I do not care a fig about the office," he once said. "I would be...
as well contented in a cabin as in the White House."
He had grown up in a log cabin, even though
he sprang from one of Virginia's most aristocratic families, which boasted
the famous Lees and Madisons as relatives. After the Revolutionary
War his father had emigrated to the Kentucky wilderness, where he hacked
a plantation out of the Kentucky badlands, then known as the "Dark and
Bloody Ground." At night "Little Zach" helped barricade the front
door against Indians. By day he played soldier, devising mock maneuvers.
Taylor entered the U.S. Army in 1808 and not
long after was ordered west into Indiana Territory where he would assume
command of Fort Harrison. During the War of 1812 his qualities of
leadership became evident. Standing just five feet eight inches and
weighing 170 pounds, he was self-reliant and decisive and completely fearless,
with a deep loyalty to his men and concern for their safety.
Once he repulsed a massive Shawnee attack with only a handful of soldiers.
"Although the Indians continued to pour in... an innumerable quantity of
arrows," he reported, "during the whole time the attack lasted... I had
but [two men] killed."
But it was in the late 1830's, during the
Second Seminole War, in Florida, that he earned the nickname "Old Rough
and Ready." There, during the ferocious battle of Lake Okee-cho-bee,
Taylor's toughness helped him prevail against severe attacks.
He became known as the finest Indian fighter in
the Army, and the fairest--meticulously sticking to treaties and preventing
whites from spreading into Indian lands. When he captured runaway
slaves who were fighting alongside the Seminoles, Taylor angered his fellow
Southerners when he refused to return them to their owners. But all
his life he was a man of contradictions and he remained, like his son-in-law
Jefferson Davis, an ardent supporter of slavery. "So far as slavery
is concerned," he said in the 1840's, "we must... defend our rights...
to the last... [with] the sword, if necessary."
In 1846, President James K. Polk ordered Zachary
Taylor and a small army to enter territory disputed between Texas and Mexico.
This led to the outbreak of the Mexican War, where decisive victories won
by Taylor turned him into a national hero. It was the first time
the telegraph was used to report day-to-day battle progress to newspapers,
and the American public was entranced. Even before the war was over,
Zachary Taylor was being mentioned as a presidential candidate.
"My repugnance for being a candidate has been frankly
made known," Taylor responded, "My... thought... are now occupied in bringing
this war to a speedy and honorable close."
But at the White House, the general's sudden
popularity was perceived as a political threat. President Polk wrote,
"Taylor is no doubt brave and will fight, but he is a man made giddy with
the idea of the presidency.
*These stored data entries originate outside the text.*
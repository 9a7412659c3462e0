//! Local Index Set: shadow unique indexes over a transaction's staged rows.
//!
//! One shadow index exists per unique index declared on the base table,
//! over the same columns and also marked unique (invariant 4). They let
//! `Append` reject an intra-transaction duplicate before it ever reaches
//! the row group collection.

use crate::error::Result;
use crate::index::{KeyIndex, UniqueIndex};
use crate::storage::base_table::BaseTable;
use crate::types::{Row, RowId};

pub struct LocalIndexSet {
    entries: Vec<UniqueIndex>,
}

impl LocalIndexSet {
    /// Build one shadow per unique index declared on `table`.
    pub fn for_table(table: &BaseTable) -> Self {
        let schema = table.schema();
        let entries = table
            .index_defs()
            .map(|def| {
                let columns = def
                    .columns
                    .iter()
                    .map(|name| schema.get_column_position(name).expect("index column must exist"))
                    .collect();
                UniqueIndex::new(def.name.clone(), columns, true)
            })
            .collect();
        Self { entries }
    }

    pub fn is_empty(&self) -> bool {
        self.entries.is_empty()
    }

    /// Append protocol (§4.2): insert `chunk`'s keys into every shadow
    /// index at identifiers `[base, base + chunk.len())`. Rolls back
    /// everything this call installed on the first conflict.
    pub fn try_append(&mut self, chunk: &[Row], base: RowId) -> Result<bool> {
        let mut installed: Vec<(usize, Vec<u8>, RowId)> = Vec::new();

        for (offset, row) in chunk.iter().enumerate() {
            let row_id = base + offset as u64;
            let mut conflict = false;

            for (pos, index) in self.entries.iter_mut().enumerate() {
                let key = index.key_for(row)?;
                if index.insert(key.clone(), row_id)? {
                    installed.push((pos, key, row_id));
                } else {
                    conflict = true;
                    break;
                }
            }

            if conflict {
                for (pos, key, row_id) in installed.drain(..) {
                    self.entries[pos].remove(&key, row_id);
                }
                return Ok(false);
            }
        }

        Ok(true)
    }

    /// Remove `row`'s entries (used when a staged row is deleted locally).
    pub fn remove(&mut self, row: &Row, row_id: RowId) -> Result<()> {
        for index in self.entries.iter_mut() {
            let key = index.key_for(row)?;
            index.remove(&key, row_id);
        }
        Ok(())
    }

    /// Re-validate shadow uniqueness after an in-place column update:
    /// remove `old_row`'s keys, then attempt to install `new_row`'s keys
    /// for every index whose key actually changed. Restores the original
    /// keys and returns `Ok(false)` if a new key collides.
    pub fn replace(&mut self, old_row: &Row, new_row: &Row, row_id: RowId) -> Result<bool> {
        let mut changed = Vec::new();
        for (pos, index) in self.entries.iter().enumerate() {
            let old_key = index.key_for(old_row)?;
            let new_key = index.key_for(new_row)?;
            if old_key != new_key {
                changed.push((pos, old_key, new_key));
            }
        }
        if changed.is_empty() {
            return Ok(true);
        }

        for (pos, old_key, _) in &changed {
            self.entries[*pos].remove(old_key, row_id);
        }

        let mut installed = Vec::new();
        for (pos, _, new_key) in &changed {
            if self.entries[*pos].insert(new_key.clone(), row_id)? {
                installed.push(*pos);
            } else {
                for pos in installed {
                    // only the new keys we actually installed need removing
                    let key = changed.iter().find(|(p, _, _)| *p == pos).unwrap().2.clone();
                    self.entries[pos].remove(&key, row_id);
                }
                for (pos, old_key, _) in &changed {
                    self.entries[*pos].insert(old_key.clone(), row_id)?;
                }
                return Ok(false);
            }
        }

        Ok(true)
    }
}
He wholly unfit for the chief command."
And in 1846, Polk transferred most of Taylor's troops to another general.
"I [have] been stripped of nearly the whole
of the regular force & more than one half of the volunteers," Taylor
reported. "It seems to me the greatest object... is to keep me as
much in the dark... as... possible."
But nothing could stop Taylor from fighting.
Outnumbered four to one at Buena Vista, Mexico, Old Rough and Ready refused
to surrender. Through pure grit and determination, he pulled off
one of the most astonishing military victories in America's history.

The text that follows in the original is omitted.